- [Assignment] Write out, word for word, only the data from its first line to the line containing "pub fn within(line: &'a".
** Record excerpts follows **
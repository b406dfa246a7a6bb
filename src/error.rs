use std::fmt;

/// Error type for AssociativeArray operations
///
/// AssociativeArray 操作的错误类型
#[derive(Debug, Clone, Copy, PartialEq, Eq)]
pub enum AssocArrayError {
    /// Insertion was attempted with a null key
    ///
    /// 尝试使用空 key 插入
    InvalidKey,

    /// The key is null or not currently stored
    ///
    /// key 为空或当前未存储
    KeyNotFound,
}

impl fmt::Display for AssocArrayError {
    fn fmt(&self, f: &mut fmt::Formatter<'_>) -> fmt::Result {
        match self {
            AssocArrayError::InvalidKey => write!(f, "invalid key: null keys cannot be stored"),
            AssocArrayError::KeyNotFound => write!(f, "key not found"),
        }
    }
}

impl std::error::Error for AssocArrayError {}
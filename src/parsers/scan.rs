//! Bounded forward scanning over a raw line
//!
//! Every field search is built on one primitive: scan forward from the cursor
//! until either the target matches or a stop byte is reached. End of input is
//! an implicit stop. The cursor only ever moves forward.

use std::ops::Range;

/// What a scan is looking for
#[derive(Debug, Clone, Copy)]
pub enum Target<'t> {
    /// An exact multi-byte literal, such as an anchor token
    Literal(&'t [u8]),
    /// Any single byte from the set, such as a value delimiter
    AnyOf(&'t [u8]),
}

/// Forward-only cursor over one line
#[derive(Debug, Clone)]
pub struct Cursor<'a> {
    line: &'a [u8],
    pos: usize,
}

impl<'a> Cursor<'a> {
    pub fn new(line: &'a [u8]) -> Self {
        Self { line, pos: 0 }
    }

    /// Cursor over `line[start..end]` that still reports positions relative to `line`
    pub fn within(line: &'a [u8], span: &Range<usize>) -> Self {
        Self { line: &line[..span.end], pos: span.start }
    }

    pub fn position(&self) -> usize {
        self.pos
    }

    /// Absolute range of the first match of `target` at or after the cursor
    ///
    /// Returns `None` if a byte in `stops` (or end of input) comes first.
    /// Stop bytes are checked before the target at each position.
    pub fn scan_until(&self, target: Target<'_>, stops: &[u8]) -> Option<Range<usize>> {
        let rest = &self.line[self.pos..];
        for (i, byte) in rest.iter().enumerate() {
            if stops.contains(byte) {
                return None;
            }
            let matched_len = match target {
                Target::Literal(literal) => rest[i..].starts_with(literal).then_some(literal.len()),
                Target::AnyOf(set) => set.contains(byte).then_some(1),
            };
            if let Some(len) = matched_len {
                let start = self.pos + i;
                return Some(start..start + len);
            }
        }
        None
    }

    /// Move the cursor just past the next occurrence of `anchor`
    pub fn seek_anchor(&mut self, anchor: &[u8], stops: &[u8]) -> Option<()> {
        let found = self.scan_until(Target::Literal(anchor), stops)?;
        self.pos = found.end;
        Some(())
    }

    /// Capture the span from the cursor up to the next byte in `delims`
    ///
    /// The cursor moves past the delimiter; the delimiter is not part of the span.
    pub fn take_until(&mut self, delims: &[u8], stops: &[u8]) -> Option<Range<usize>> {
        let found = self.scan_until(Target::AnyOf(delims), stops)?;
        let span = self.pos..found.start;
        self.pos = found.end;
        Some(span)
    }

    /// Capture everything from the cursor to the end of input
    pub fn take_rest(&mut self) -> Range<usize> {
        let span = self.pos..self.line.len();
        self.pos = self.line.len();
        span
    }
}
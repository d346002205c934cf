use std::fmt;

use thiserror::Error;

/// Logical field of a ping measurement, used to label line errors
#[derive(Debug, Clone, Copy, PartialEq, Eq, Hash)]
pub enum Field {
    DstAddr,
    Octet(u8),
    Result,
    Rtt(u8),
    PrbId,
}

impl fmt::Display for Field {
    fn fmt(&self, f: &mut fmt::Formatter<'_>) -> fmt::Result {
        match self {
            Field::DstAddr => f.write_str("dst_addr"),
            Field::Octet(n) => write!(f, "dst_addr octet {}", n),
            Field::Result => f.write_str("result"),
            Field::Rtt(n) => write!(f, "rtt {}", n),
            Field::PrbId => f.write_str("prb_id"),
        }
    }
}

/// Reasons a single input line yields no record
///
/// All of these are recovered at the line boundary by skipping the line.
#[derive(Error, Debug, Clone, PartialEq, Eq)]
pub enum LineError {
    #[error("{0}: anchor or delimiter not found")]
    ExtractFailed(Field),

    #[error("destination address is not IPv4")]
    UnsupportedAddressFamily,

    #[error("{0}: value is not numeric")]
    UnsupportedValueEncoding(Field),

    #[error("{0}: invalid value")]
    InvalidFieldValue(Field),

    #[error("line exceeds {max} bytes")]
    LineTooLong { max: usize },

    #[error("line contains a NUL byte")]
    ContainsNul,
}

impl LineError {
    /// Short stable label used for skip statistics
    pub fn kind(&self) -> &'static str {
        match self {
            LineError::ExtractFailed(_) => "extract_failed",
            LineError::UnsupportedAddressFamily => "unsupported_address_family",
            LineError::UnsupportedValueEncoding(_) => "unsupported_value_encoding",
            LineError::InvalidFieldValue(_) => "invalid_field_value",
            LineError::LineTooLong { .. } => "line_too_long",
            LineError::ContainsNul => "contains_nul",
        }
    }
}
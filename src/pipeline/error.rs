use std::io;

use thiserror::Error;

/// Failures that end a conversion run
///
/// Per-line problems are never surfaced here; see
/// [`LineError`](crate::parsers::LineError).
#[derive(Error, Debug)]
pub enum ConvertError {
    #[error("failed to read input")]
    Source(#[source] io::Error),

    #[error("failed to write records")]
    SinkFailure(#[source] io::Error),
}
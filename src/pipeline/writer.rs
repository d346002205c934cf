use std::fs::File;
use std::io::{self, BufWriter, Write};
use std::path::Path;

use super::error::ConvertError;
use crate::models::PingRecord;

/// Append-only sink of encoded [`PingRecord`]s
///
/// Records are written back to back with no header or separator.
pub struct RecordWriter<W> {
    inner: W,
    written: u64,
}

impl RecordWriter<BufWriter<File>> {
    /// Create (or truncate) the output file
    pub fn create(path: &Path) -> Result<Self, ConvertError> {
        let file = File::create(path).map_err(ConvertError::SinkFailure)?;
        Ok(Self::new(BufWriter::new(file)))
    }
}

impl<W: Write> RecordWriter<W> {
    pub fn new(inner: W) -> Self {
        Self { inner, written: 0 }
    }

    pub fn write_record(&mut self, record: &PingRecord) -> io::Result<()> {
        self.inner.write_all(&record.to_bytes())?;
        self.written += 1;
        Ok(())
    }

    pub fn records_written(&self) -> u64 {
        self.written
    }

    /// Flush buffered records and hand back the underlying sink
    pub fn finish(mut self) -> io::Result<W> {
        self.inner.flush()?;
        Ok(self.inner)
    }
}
** End of Record excerpts **
- [Response to this task]
repository b406dfa246a7a6bb
filename src/error.rs
use std::fmt;

/// Error type for AssociativeArray operations
///
/// AssociativeArray 操作的错误类型
#[derive(Debug, Clone, Copy, PartialEq, Eq)]
pub enum AssocArrayError {
    /// Insertion was attempted with a null key
    ///
    /// 尝试使用空 key 插入
    InvalidKey,

    /// The key is null or not currently stored
    ///
    /// key 为空或当前未存储
    KeyNotFound,
}

impl fmt::Display for AssocArrayError {
    fn fmt(&self, f: &mut fmt::Formatter<'_>) -> fmt::Result {
        match self {
            AssocArrayError::InvalidKey => write!(f, "invalid key: null keys cannot be stored"),
            AssocArrayError::KeyNotFound => write!(f, "key not found"),
        }
    }
}

impl std::error::Error for AssocArrayError {}
filename src/parsers/scan.rs
//! Bounded forward scanning over a raw line
//!
//! Every field search is built on one primitive: scan forward from the cursor
//! until either the target matches or a stop byte is reached. End of input is
//! an implicit stop. The cursor only ever moves forward.

use std::ops::Range;

/// What a scan is looking for
#[derive(Debug, Clone, Copy)]
pub enum Target<'t> {
    /// An exact multi-byte literal, such as an anchor token
    Literal(&'t [u8]),
    /// Any single byte from the set, such as a value delimiter
    AnyOf(&'t [u8]),
}

/// Forward-only cursor over one line
#[derive(Debug, Clone)]
pub struct Cursor<'a> {
    line: &'a [u8],
    pos: usize,
}

impl<'a> Cursor<'a> {
    pub fn new(line: &'a [u8]) -> Self {
        Self { line, pos: 0 }
    }

    /// Cursor over `line[start..end]` that still reports positions relative to `line`
    pub fn within(line: &'a [u8], span: &Range<usize>) -> Self {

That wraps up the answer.